Hiding In Plain Sight
Terrance Dean dances gingerly through glass as he journeys from self-loathing to self-loving in a memoir that is at once brutally forthcoming and surprisingly discreet.
He assigns aliases to the major and minor down low players in the entertainment industry, a world, as any insider knows, is about as gay as pink ink. And it's a good thing he does. Some are so thinly disguised that only the fear of self-outing is, perhaps, preventing legal action.
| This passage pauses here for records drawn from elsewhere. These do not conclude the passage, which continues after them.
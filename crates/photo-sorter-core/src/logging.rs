use log::LevelFilter;

use log4rs::append::console::ConsoleAppender;
use log4rs::config::{Appender, Config, Root};
use log4rs::encode::pattern::PatternEncoder;

/// Initialize console logging. The default level is Info, or Warn when the
/// run is quiet; a parseable `PHOTOS_LOG` environment variable overrides
/// either, in both directions.
pub fn init_logger(quiet: bool) -> Result<(), Box<dyn std::error::Error>> {
    let level = resolve_level(quiet, std::env::var("PHOTOS_LOG").ok().as_deref());

    let console = ConsoleAppender::builder()
        .encoder(Box::new(PatternEncoder::new("{h({l})} Photos: {m}{n}")))
        .build();

    let config = Config::builder()
        .appender(Appender::builder().build("console", Box::new(console)))
        .build(Root::builder().appender("console").build(level))
        .map_err(|e| format!("Failed to build log config: {}", e))?;

    log4rs::init_config(config).map_err(|e| format!("Failed to initialize log4rs: {}", e))?;
    Ok(())
}

// The root must be built at the final level: the facade's max-level can
// only restrict below what the root allows, never raise it.
fn resolve_level(quiet: bool, env_override: Option<&str>) -> LevelFilter {
    env_override
        .and_then(|v| v.parse().ok())
        .unwrap_or(if quiet {
            LevelFilter::Warn
        } else {
            LevelFilter::Info
        })
}

// -- Tests --

#[cfg(test)]
mod tests {
    use super::*;

    #[test]
    fn test_env_override_raises_verbosity() {
        assert_eq!(resolve_level(false, Some("debug")), LevelFilter::Debug);
        assert_eq!(resolve_level(true, Some("trace")), LevelFilter::Trace);
    }

    #[test]
    fn test_env_override_lowers_verbosity() {
        assert_eq!(resolve_level(false, Some("error")), LevelFilter::Error);
    }

    #[test]
    fn test_defaults_without_override() {
        assert_eq!(resolve_level(false, None), LevelFilter::Info);
        assert_eq!(resolve_level(true, None), LevelFilter::Warn);
        assert_eq!(resolve_level(false, Some("not-a-level")), LevelFilter::Info);
    }
}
"Hiding In Hip-Hop" is crammed with enough superstars with cover wives, rappers rolling in the hay with their homies, and enough stellar celebrities and big buff athletes same-sexing it to line a mile of red carpet. Same-sex orgies in private Hollywood Hills abodes and pick-you-out-a-man sex parties in the penthouses of Eastside Manhattan are mere weekly rituals for these brothas (and a whole lot of sistahs) who belong to an exclusive fraternity where effeminate men, overly butch women and openly gay anybodies are strictly forbidden.
These hide-in-plain-site undercover homosexuals believe that they are having their cake and eating it too, but alas, the dark cloud of dishonesty, self-hatred, and the fear of discovery loom furtively above their heads.
And therein lies Mr. Dean's thesis. He judges no one but himself, and in his self-disciplining he does not spare the rod.
From the very beginning, his life, if it were not so tragic, seemed a cruel joke, a set-up for the kind of self-loathing that can prevent a man from loving himself as himself. Mr. Dean's early years factor greatly into his loathing of his sexual nature, just as surely as some others come to hate their dark skin, kinky hair, big noses, African roots.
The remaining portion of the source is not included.